You can create a local group or import a federated group.

Steps
  1. Select the Local group tab to create a local group, or select the Federated group tab to import a group from the previously configured identity source.

    If single sign-on (SSO) is enabled for your StorageGRID system, users belonging to local groups will not be able to sign in to the Tenant Manager, although they can use client applications to manage the tenant's resources, based on group permissions.

  2. Enter the group's name.

    • Local group: Enter both a display name and a unique name. You can edit the display name later.

    • Federated group: Enter the unique name. For Active Directory, the unique name is the name associated with the sAMAccountName attribute. For OpenLDAP, the unique name is the name associated with the uid attribute.

  3. Select Continue.

Manage group permissions

Group permissions control which tasks users can perform in the Tenant Manager and Tenant Management API.

Steps
  1. For Access mode, select one of the following:

    • Read-write (default): Users can sign in to Tenant Manager and manage the tenant configuration.

    • Read-only: Users can only view settings and features. They can't make any changes or perform any operations in the Tenant Manager or Tenant Management API. Local read-only users can change their own passwords.
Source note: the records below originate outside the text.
//! # Scanner Configuration

use cce_parser::config::runtime::TransportPreferences;
use cce_parser::ParseOptions;

/// Configuration for the [`ComplianceScanner`](super::ComplianceScanner)
#[derive(Debug, Clone)]
pub struct ScannerConfig {
    /// Identifies this scanner instance in log events
    pub scanner_id: String,

    /// Caps applied to every fetched document; `max_bytes` also bounds the transfer
    pub parse_options: ParseOptions,

    /// Remote file used by `run_default`
    pub default_remote_path: String,
}

impl Default for ScannerConfig {
    fn default() -> Self {
        Self {
            scanner_id: "cce-scanner".to_string(),
            parse_options: ParseOptions::default(),
            default_remote_path: TransportPreferences::default().remote_config_path,
        }
    }
}

impl ScannerConfig {
    pub fn new(scanner_id: impl Into<String>) -> Self {
        Self {
            scanner_id: scanner_id.into(),
            ..Self::default()
        }
    }

    pub fn with_parse_options(mut self, options: ParseOptions) -> Self {
        self.parse_options = options;
        self
    }

    pub fn with_default_remote_path(mut self, path: impl Into<String>) -> Self {
        self.default_remote_path = path.into();
        self
    }

    /// Reject settings the scanner cannot run with
    pub fn validate(&self) -> Result<(), String> {
        if self.scanner_id.trim().is_empty() {
            return Err("scanner id must not be empty".to_string());
        }
        if !self.default_remote_path.starts_with('/') {
            return Err(format!(
                "default remote path '{}' must be absolute",
                self.default_remote_path.escape_default()
            ));
        }
        if self.parse_options.max_bytes == 0 || self.parse_options.max_nodes == 0 {
            return Err("parse limits must be non-zero".to_string());
        }
        Ok(())
    }
}

#[cfg(test)]
mod tests {
    use super::*;
    use cce_parser::config::compile_time::transport::DEFAULT_REMOTE_CONFIG_PATH;

    #[test]
    fn test_default_config() {
        std::env::remove_var("CCE_REMOTE_CONFIG_PATH");
        let config = ScannerConfig::default();
        assert_eq!(config.scanner_id, "cce-scanner");
        assert_eq!(config.default_remote_path, DEFAULT_REMOTE_CONFIG_PATH);
        assert!(config.validate().is_ok());
    }

    #[test]
    fn test_config_builder() {
        let config = ScannerConfig::new("audit-01")
            .with_parse_options(ParseOptions::default().with_max_depth(16))
            .with_default_remote_path("/cf/conf/config.xml");

        assert_eq!(config.scanner_id, "audit-01");
        assert_eq!(config.parse_options.max_depth, 16);
        assert_eq!(config.default_remote_path, "/cf/conf/config.xml");
    }

    #[test]
    fn test_validation() {
        assert!(ScannerConfig::new(" ").validate().is_err());
        assert!(ScannerConfig::new("x")
            .with_default_remote_path("conf/config.xml")
            .validate()
            .is_err());
        assert!(ScannerConfig::new("x")
            .with_parse_options(ParseOptions::default().with_max_bytes(0))
            .validate()
            .is_err());
    }
}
      Note If a user belongs to multiple groups and any group is set to Read-only, the user will have read-only access to all selected settings and features.
  2. Select the Root access checkbox if group users need to sign in to the Tenant Manager or Tenant Management API.

  3. Select Continue.

Set Swift group policy

Swift users need administrator permission to authenticate into the Swift REST API to create containers and ingest objects.

  1. Select the Swift administrator checkbox if group users need to use the Swift REST API to manage containers and objects.

  2. If you are creating a local group, select Continue. If you are creating a federated group, select Create group and Finish.

Add users (local groups only)

You can save the group without adding users, or you can optionally add any local users that already exist.

Steps
  1. Optionally, select one or more local users for this group.

    If you have not yet created local users, you can add this group to the user on the Users page. See Manage local users.

  2. Select Create group and Finish.

    The group you created appears in the list of groups.